▸ **THE TASK**
Among the lines of the records, please find those that contain the word "true" and copy them.
*** Opening SUPPLIED ENTRIES ***
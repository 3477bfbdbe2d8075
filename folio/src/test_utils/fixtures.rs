// SPDX-License-Identifier: AGPL-3.0-or-later

use rstest::fixture;
use serde_json::json;

use crate::adapter::{DatabaseAdapter, IdType};
use crate::config::Configuration;

/// Storage adapter with a fixed identifier type.
#[derive(Debug, Clone, Copy)]
pub struct TestAdapter(pub IdType);

impl DatabaseAdapter for TestAdapter {
    fn default_id_type(&self) -> IdType {
        self.0
    }
}

/// Parses a configuration from JSON, panics if it is invalid.
pub fn config_from_json(value: serde_json::Value) -> Configuration {
    serde_json::from_value(value).expect("Invalid test configuration")
}

/// Content model of a small blog.
///
/// Posts are versioned with drafts and relate to users, categories and images, users can log in
/// and the menu global links to posts or categories.
#[fixture]
pub fn blog_config() -> Configuration {
    config_from_json(json!({
        "blocks": [{
            "slug": "quote",
            "fields": [
                { "name": "text", "type": "textarea", "required": true },
                { "name": "author", "type": "text" },
            ]
        }],
        "collections": [
            {
                "slug": "posts",
                "versions": { "drafts": true },
                "fields": [
                    { "name": "title", "type": "text", "required": true },
                    { "name": "author", "type": "relationship", "relationTo": "users" },
                    {
                        "name": "categories",
                        "type": "relationship",
                        "relationTo": "categories",
                        "hasMany": true
                    },
                    { "name": "hero", "type": "upload", "relationTo": "images" },
                    {
                        "type": "tabs",
                        "tabs": [
                            {
                                "label": "Content",
                                "fields": [
                                    { "name": "layout", "type": "blocks", "blockReferences": ["quote"] },
                                ]
                            },
                            {
                                "name": "meta",
                                "fields": [
                                    { "name": "description", "type": "textarea" },
                                    { "name": "keywords", "type": "text" },
                                ]
                            },
                        ]
                    },
                ]
            },
            {
                "slug": "categories",
                "fields": [
                    { "name": "name", "type": "text", "required": true },
                    {
                        "type": "row",
                        "fields": [
                            { "name": "color", "type": "select", "options": ["red", "green", "dark-blue"] },
                            { "name": "featured", "type": "checkbox" },
                        ]
                    },
                ]
            },
            {
                "slug": "users",
                "auth": { "maxLoginAttempts": 5 },
                "fields": [
                    { "name": "name", "type": "text" },
                    {
                        "name": "role",
                        "type": "select",
                        "options": ["admin", "editor"],
                        "required": true,
                        "saveToJWT": true
                    },
                ]
            },
            {
                "slug": "images",
                "fields": [
                    { "name": "alt", "type": "text", "required": true },
                    { "name": "location", "type": "point" },
                ]
            },
        ],
        "globals": [{
            "slug": "menu",
            "versions": {},
            "fields": [{
                "name": "items",
                "type": "array",
                "fields": [
                    { "name": "label", "type": "text", "required": true },
                    { "name": "link", "type": "relationship", "relationTo": ["posts", "categories"] },
                ]
            }]
        }]
    }))
}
*** Closing SUPPLIED ENTRIES ***
▸ **YOUR RESPONSE**
                { "name": "text", "type": "textarea", "required": true },
                "versions": { "drafts": true },
                    { "name": "title", "type": "text", "required": true },
                        "hasMany": true
                    { "name": "name", "type": "text", "required": true },
                        "required": true,
                        "saveToJWT": true
                    { "name": "alt", "type": "text", "required": true },
                    { "name": "label", "type": "text", "required": true },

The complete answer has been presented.